= Material shown =
use crate::NodeId;
use std::fmt::{Display, Error, Formatter};

impl NodeId {
    /// Create a `NodeId` from a raw index. The index is not validated against any network.
    pub fn from_index(index: usize) -> NodeId {
        NodeId(index)
    }

    pub fn to_index(self) -> usize {
        self.0
    }
}

impl From<usize> for NodeId {
    fn from(val: usize) -> Self {
        NodeId(val)
    }
}

impl From<NodeId> for usize {
    fn from(value: NodeId) -> Self {
        value.0
    }
}

impl Display for NodeId {
    fn fmt(&self, f: &mut Formatter) -> Result<(), Error> {
        write!(f, "Node({})", self.0)
    }
}
use crate::bitvector::{ArrayBitVector, BitVector};
use std::cmp::Ordering;
use std::fmt::{Debug, Display, Formatter};
use std::hash::{Hash, Hasher};

/* The `bitvector` crate does not implement `Eq`, but its equality is an equivalence. */
impl Eq for ArrayBitVector {}

impl ArrayBitVector {
    /// **(internal)** Panic when the given index is out of bounds. The underlying storage
    /// would silently accept some of these accesses.
    fn check_access(&self, index: usize) {
        if index >= self.len {
            panic!(
                "Accessing element {} in a BitVector of length {}.",
                index, self.len
            );
        }
    }

    /// A copy of this vector with the given index set.
    pub fn with(&self, index: usize) -> ArrayBitVector {
        let mut result = self.clone();
        result.set(index, true);
        result
    }

    /// A vector of the same length with all values inverted.
    pub fn complement(&self) -> ArrayBitVector {
        ArrayBitVector::from_ones(self.len, self.zeros())
    }
}

impl BitVector for ArrayBitVector {
    fn empty(len: usize) -> Self {
        ArrayBitVector {
            len,
            values: ::bitvector::BitVector::new(len),
        }
    }

    fn len(&self) -> usize {
        self.len
    }

    fn get(&self, index: usize) -> bool {
        self.check_access(index);
        self.values.contains(index)
    }

    fn set(&mut self, index: usize, value: bool) {
        self.check_access(index);
        if value {
            self.values.insert(index);
        } else {
            self.values.remove(index);
        }
    }

    fn flip(&mut self, index: usize) {
        self.check_access(index);
        if self.values.contains(index) {
            self.values.remove(index);
        } else {
            self.values.insert(index);
        }
    }

    fn ones(&self) -> Vec<usize> {
        self.values.iter().filter(|i| *i < self.len).collect()
    }
}

impl Hash for ArrayBitVector {
    fn hash<H: Hasher>(&self, state: &mut H) {
        self.len.hash(state);
        self.ones().hash(state);
    }
}

impl PartialOrd for ArrayBitVector {
    fn partial_cmp(&self, other: &Self) -> Option<Ordering> {
        Some(self.cmp(other))
    }
}

impl Ord for ArrayBitVector {
    fn cmp(&self, other: &Self) -> Ordering {
        self.len
            .cmp(&other.len)
            .then_with(|| self.ones().cmp(&other.ones()))
    }
}

impl Display for ArrayBitVector {
    fn fmt(&self, f: &mut Formatter<'_>) -> Result<(), std::fmt::Error> {
        self.display(f)
    }
}

impl Debug for ArrayBitVector {
    fn fmt(&self, f: &mut Formatter<'_>) -> Result<(), std::fmt::Error> {
        write!(f, "ArrayBitVector({})[", self.len)?;
        let mut first = true;
        for i in self.ones() {
            if !first {
                write!(f, " ")?;
            }
            write!(f, "{}", i)?;
            first = false;
        }
        write!(f, "]")?;
        Ok(())
    }
}

#[cfg(test)]
mod tests {
    use crate::bitvector::{ArrayBitVector, BitVector};
    use std::collections::HashSet;

    #[test]
    fn test_array_bit_vector() {
        let mut bv = ArrayBitVector::empty(10);
        assert!(bv.ones().is_empty());
        bv.set(2, true);
        bv.flip(6);
        assert!(bv.get(2));
        assert!(bv.get(6));
        assert_eq!(vec![2, 6], bv.ones());
        assert_eq!(vec![0, 1, 3, 4, 5, 7, 8, 9], bv.zeros());
        assert_eq!(2, bv.count_ones());
        assert_eq!(bv, ArrayBitVector::from_ones(10, vec![2, 6]));
        assert_eq!("BV(10)[2 6]", bv.to_string());
        bv.set(6, false);
        assert!(!bv.get(6));
        bv.flip(2);
        assert!(!bv.get(2));
    }

    #[test]
    fn test_subset_and_disjoint() {
        let a = ArrayBitVector::from_ones(4, vec![0, 2]);
        let b = ArrayBitVector::from_ones(4, vec![0, 1, 2]);
        let c = ArrayBitVector::from_ones(4, vec![1, 3]);
        assert!(a.is_subset(&b));
        assert!(!b.is_subset(&a));
        assert!(a.is_subset(&a));
        assert!(a.is_disjoint(&c));
        assert!(!b.is_disjoint(&c));
        assert_eq!(b, a.with(1));
        assert_eq!(c, a.complement());
    }

    #[test]
    fn test_hash_and_order() {
        let a = ArrayBitVector::from_ones(3, vec![0]);
        let b = ArrayBitVector::from_ones(3, vec![1]);
        let c = ArrayBitVector::from_ones(3, vec![0, 1]);
        assert!(a < c);
        assert!(c < b);
        let set: HashSet<ArrayBitVector> = vec![a.clone(), a, b].into_iter().collect();
        assert_eq!(2, set.len());
    }

    #[test]
    #[should_panic]
    fn test_array_bit_vector_invalid_access() {
        let mut b = ArrayBitVector::empty(80);
        b.flip(100);
    }
}
use crate::oracle::{Inconsistency, Labeling};
use crate::repair::{InconsistencySolution, InconsistentNode, RepairCost, RepairSet};
use crate::{Network, NodeId, UpdateType};
use std::cmp::Ordering;

/// Registration of the data reported by the consistency checker.
impl InconsistencySolution {
    pub fn new() -> InconsistencySolution {
        InconsistencySolution::default()
    }

    /// Mark `node` as needing generalization. A node that already needs particularization
    /// becomes double inconsistent.
    pub fn add_generalization(&mut self, node: NodeId) {
        self.add_inconsistency(node, Inconsistency::NeedGeneralization);
    }

    /// Mark `node` as needing particularization. A node that already needs generalization
    /// becomes double inconsistent.
    pub fn add_particularization(&mut self, node: NodeId) {
        self.add_inconsistency(node, Inconsistency::NeedParticularization);
    }

    fn add_inconsistency(&mut self, node: NodeId, kind: Inconsistency) {
        match self.nodes.get_mut(&node) {
            Some(existing) => {
                let merged = existing.repair_type().merge(kind);
                existing.set_repair_type(merged);
            }
            None => {
                let generalization = kind == Inconsistency::NeedGeneralization;
                self.nodes
                    .insert(node, InconsistentNode::new(node, generalization));
            }
        }
    }

    /// Mark `node` as having a topological error (its regulations must change).
    pub fn add_topological_error(&mut self, node: NodeId) {
        self.nodes
            .entry(node)
            .or_insert_with(|| InconsistentNode::topological(node))
            .set_topological_error(true);
    }

    /// Record the value of `node` at `time` in `profile`, as completed by the checker.
    pub fn add_v_label(&mut self, profile: &str, node: NodeId, value: bool, time: usize) {
        self.labeling.add_value(profile, time, node, value);
    }

    /// Record that `node` is updated at `time` in `profile`.
    pub fn add_update(&mut self, time: usize, profile: &str, node: NodeId) {
        self.labeling.add_update(time, profile, node);
    }

    /// Interpret `profile` with the given semantics instead of deriving it from the network.
    pub fn set_profile_semantics(&mut self, profile: &str, update: UpdateType) {
        self.labeling.set_semantics(profile, update);
    }

    /// Record that `node` is inconsistent with `profile`.
    pub fn add_inconsistent_profile(&mut self, profile: &str, node: NodeId) {
        let nodes = self
            .inconsistent_profiles
            .entry(profile.to_string())
            .or_default();
        if !nodes.contains(&node) {
            nodes.push(node);
        }
        let profiles = self.inconsistent_nodes_profiles.entry(node).or_default();
        if !profiles.iter().any(|p| p == profile) {
            profiles.push(profile.to_string());
        }
    }
}

/// Inspection and repair bookkeeping.
impl InconsistencySolution {
    pub fn inconsistent_nodes(&self) -> impl Iterator<Item = &InconsistentNode> {
        self.nodes.values()
    }

    pub fn num_inconsistent_nodes(&self) -> usize {
        self.nodes.len()
    }

    pub fn get_node(&self, node: NodeId) -> Option<&InconsistentNode> {
        self.nodes.get(&node)
    }

    pub fn labeling(&self) -> &Labeling {
        &self.labeling
    }

    /// Nodes inconsistent with `profile`.
    pub fn profile_nodes(&self, profile: &str) -> &[NodeId] {
        self.inconsistent_profiles
            .get(profile)
            .map(|n| n.as_slice())
            .unwrap_or(&[])
    }

    /// Profiles `node` is inconsistent with.
    pub fn node_profiles(&self, node: NodeId) -> &[String] {
        self.inconsistent_nodes_profiles
            .get(&node)
            .map(|p| p.as_slice())
            .unwrap_or(&[])
    }

    /// Sum of the costs of the best repairs of all nodes.
    pub fn cost(&self) -> RepairCost {
        self.cost
    }

    pub fn has_impossibility(&self) -> bool {
        self.has_impossibility
    }

    pub fn set_impossibility(&mut self, value: bool) {
        self.has_impossibility = value;
    }

    /// Offer a repair of `node` (see `InconsistentNode::add_repair_set`) and keep the total
    /// cost in sync with the best repairs of the nodes.
    ///
    /// Returns `false` when the repair was not stored, including when `node` is not
    /// inconsistent in this world.
    pub fn add_repair_set(&mut self, node: NodeId, repair_set: RepairSet) -> bool {
        let Some(target) = self.nodes.get_mut(&node) else {
            return false;
        };
        let before = target.cost();
        if !target.add_repair_set(repair_set) {
            return false;
        }
        self.cost -= before;
        self.cost += target.cost();
        true
    }

    /// Compare the total repair costs of two worlds. `Less` means that `self` is cheaper.
    pub fn compare_repairs(&self, other: &InconsistencySolution) -> Ordering {
        self.cost.cmp(&other.cost)
    }

    /// A human readable summary of the repairs, one repair set per block.
    pub fn to_string(&self, network: &Network) -> String {
        let mut lines = Vec::new();
        for node in self.nodes.values() {
            let name = network.get_node_name(node.get_id());
            if !node.is_repaired() {
                lines.push(format!("{}: no repair", name));
                continue;
            }
            for (i, repair) in node.repair_sets().iter().enumerate() {
                lines.push(format!("{} #{}:", name, i + 1));
                if repair.repair_ops() > 0 {
                    lines.push(repair.to_string(network));
                }
            }
        }
        lines.join("\n")
    }
}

= Exercise =
In the listing above, locate each line with "time" and copy it.

= Response to the exercise =
    /// Record the value of `node` at `time` in `profile`, as completed by the checker.
    pub fn add_v_label(&mut self, profile: &str, node: NodeId, value: bool, time: usize) {
        self.labeling.add_value(profile, time, node, value);
    /// Record that `node` is updated at `time` in `profile`.
    pub fn add_update(&mut self, time: usize, profile: &str, node: NodeId) {
        self.labeling.add_update(time, profile, node);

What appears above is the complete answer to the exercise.